Instancia psíquica que impide que emerja en la conciencia un deseo de
naturaleza inconsciente, y lo hace aparecer bajo una forma disfrazada.
El término censura fue empleado por primera vez por Sigmund Freud en
diciembre de 1897, en una carta a Wilhelm Fliess, donde compara el
carácter absurdo de ciertos delirios con el fenómeno clásico de la
censura en política: "¿Has tenido la oportunidad de ver un diario
extranjero censurado por los rusos al pasar por la frontera? Aparecen
tachadas palabras, frases, párrafos enteros, de manera que el resto se
vuelve ininteligible." Esta idea de tachadura e ilegibilidad es
retomada en 1900 en La interpretación de los sueños, para
designar los disfraces impuestos a la expresión del sueño (condensación
y desplazamiento) por el proceso de la represión.
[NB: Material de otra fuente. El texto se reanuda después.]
//! Monitoring sink port.
//!
//! The core reports every pool acquisition, adapter call and federation
//! execution as a start/complete pair. Storage and aggregation of those
//! operations belong to the sink, not to the core.

use std::fmt;
use std::time::Instant;

use dashmap::DashMap;
use uuid::Uuid;

/// Correlation id linking a start to its completion.
#[derive(Debug, Clone, Copy, PartialEq, Eq, Hash)]
pub struct OperationId(Uuid);

impl OperationId {
    #[must_use]
    pub fn new() -> Self {
        Self(Uuid::new_v4())
    }
}

impl Default for OperationId {
    fn default() -> Self {
        Self::new()
    }
}

impl fmt::Display for OperationId {
    fn fmt(&self, f: &mut fmt::Formatter<'_>) -> fmt::Result {
        self.0.fmt(f)
    }
}

/// Receiver of operation lifecycle reports.
///
/// Implementations must be cheap and non-blocking; they are called inline on
/// the query path.
pub trait OperationMonitor: Send + Sync {
    /// Record the start of `name` against `dependency`.
    fn start_operation(&self, name: &str, dependency: &str, detail: &str) -> OperationId;

    /// Record completion of a previously started operation.
    fn complete_operation(&self, id: OperationId, success: bool, error: Option<&str>);
}

/// Completion outcome reported for an operation dropped before it finished.
pub const CANCELLED: &str = "cancelled";

/// A started operation that reports its completion exactly once.
///
/// Dropping the span without calling [`OperationSpan::finish`] reports the
/// operation as failed with [`CANCELLED`], so a caller abandoning an
/// `acquire` or `fetch` mid-flight never leaves it open in the sink.
#[must_use = "dropping the span reports the operation as cancelled"]
pub struct OperationSpan<'a> {
    monitor: &'a dyn OperationMonitor,
    id: Option<OperationId>,
}

impl<'a> OperationSpan<'a> {
    pub fn start(monitor: &'a dyn OperationMonitor, name: &str, dependency: &str, detail: &str) -> Self {
        let id = monitor.start_operation(name, dependency, detail);
        Self { monitor, id: Some(id) }
    }

    /// Report the outcome of `result`.
    pub fn finish<T, E: fmt::Display>(mut self, result: &Result<T, E>) {
        let Some(id) = self.id.take() else { return };
        match result {
            Ok(_) => self.monitor.complete_operation(id, true, None),
            Err(e) => {
                let msg = e.to_string();
                self.monitor.complete_operation(id, false, Some(&msg));
            }
        }
    }
}

impl Drop for OperationSpan<'_> {
    fn drop(&mut self) {
        if let Some(id) = self.id.take() {
            self.monitor.complete_operation(id, false, Some(CANCELLED));
        }
    }
}

/// Monitor that discards everything.
pub struct NullMonitor;

impl OperationMonitor for NullMonitor {
    fn start_operation(&self, _name: &str, _dependency: &str, _detail: &str) -> OperationId {
        OperationId::new()
    }

    fn complete_operation(&self, _id: OperationId, _success: bool, _error: Option<&str>) {}
}

struct InFlight {
    name: String,
    dependency: String,
    started: Instant,
}

/// Monitor that reports operations through `tracing`.
///
/// Completions are logged with their elapsed time; failures at `warn`.
#[derive(Default)]
pub struct TracingMonitor {
    in_flight: DashMap<OperationId, InFlight>,
}

impl TracingMonitor {
    #[must_use]
    pub fn new() -> Self {
        Self::default()
    }

    /// Number of operations started but not yet completed.
    #[must_use]
    pub fn in_flight(&self) -> usize {
        self.in_flight.len()
    }
}

impl OperationMonitor for TracingMonitor {
    fn start_operation(&self, name: &str, dependency: &str, detail: &str) -> OperationId {
        let id = OperationId::new();
        tracing::debug!(operation = %id, name, dependency, detail, "Operation started");
        self.in_flight.insert(
            id,
            InFlight {
                name: name.to_string(),
                dependency: dependency.to_string(),
                started: Instant::now(),
            },
        );
        id
    }

    fn complete_operation(&self, id: OperationId, success: bool, error: Option<&str>) {
        let Some((_, op)) = self.in_flight.remove(&id) else {
            tracing::debug!(operation = %id, "Completion for unknown operation");
            return;
        };
        let elapsed_ms = op.started.elapsed().as_millis() as u64;
        if success {
            tracing::debug!(
                operation = %id,
                name = %op.name,
                dependency = %op.dependency,
                elapsed_ms,
                "Operation completed"
            );
        } else {
            tracing::warn!(
                operation = %id,
                name = %op.name,
                dependency = %op.dependency,
                elapsed_ms,
                error = error.unwrap_or("unknown"),
                "Operation failed"
            );
        }
    }
}

#[cfg(test)]
mod tests {
    use super::*;

    #[test]
    fn tracing_monitor_tracks_in_flight() {
        let monitor = TracingMonitor::new();
        let a = monitor.start_operation("pool.acquire", "engine", "");
        let b = monitor.start_operation("adapter.query", "census_db", "population");
        assert_eq!(monitor.in_flight(), 2);

        monitor.complete_operation(a, true, None);
        monitor.complete_operation(b, false, Some("locked"));
        assert_eq!(monitor.in_flight(), 0);

        // Completing twice is harmless.
        monitor.complete_operation(a, true, None);
    }

    #[test]
    fn dropped_span_completes_as_cancelled() {
        let monitor = TracingMonitor::new();
        let span = OperationSpan::start(&monitor, "adapter.query", "census_db", "population");
        assert_eq!(monitor.in_flight(), 1);
        drop(span);
        assert_eq!(monitor.in_flight(), 0);

        let span = OperationSpan::start(&monitor, "pool.acquire", "engine", "");
        span.finish(&Ok::<_, String>(()));
        assert_eq!(monitor.in_flight(), 0);
    }

    #[tokio::test]
    async fn cancelled_future_does_not_leak_in_flight_entry() {
        let monitor = TracingMonitor::new();
        let work = async {
            let span = OperationSpan::start(&monitor, "adapter.query", "census_db", "");
            let result: Result<(), String> = std::future::pending().await;
            span.finish(&result);
        };
        let timed_out = tokio::time::timeout(std::time::Duration::from_millis(1), work).await;
        assert!(timed_out.is_err());
        assert_eq!(monitor.in_flight(), 0);
    }

    #[test]
    fn operation_ids_are_unique() {
        assert_ne!(OperationId::new(), OperationId::new());
    }
}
En el marco de la
primera concepción tópica del aparato psíquico (1900-1920), la censura
se ejerce por una parte entre el inconsciente y el preconsciente, y por
la otra entre el preconsciente y el consciente: así, a cada progreso
hacia un estadio superior de organización psíquica le corresponde una
nueva censura. En 1914, en "Introducción del narcisismo", Freud
comienza a identificar la censura con una conciencia moral, lo que más
tarde, en el marco de su segunda concepción tópica del aparato psíquico
(1920-1939), lo llevará a identificar la censura con el superyó, es
decir, con una instancia que funciona como un "censor del yo".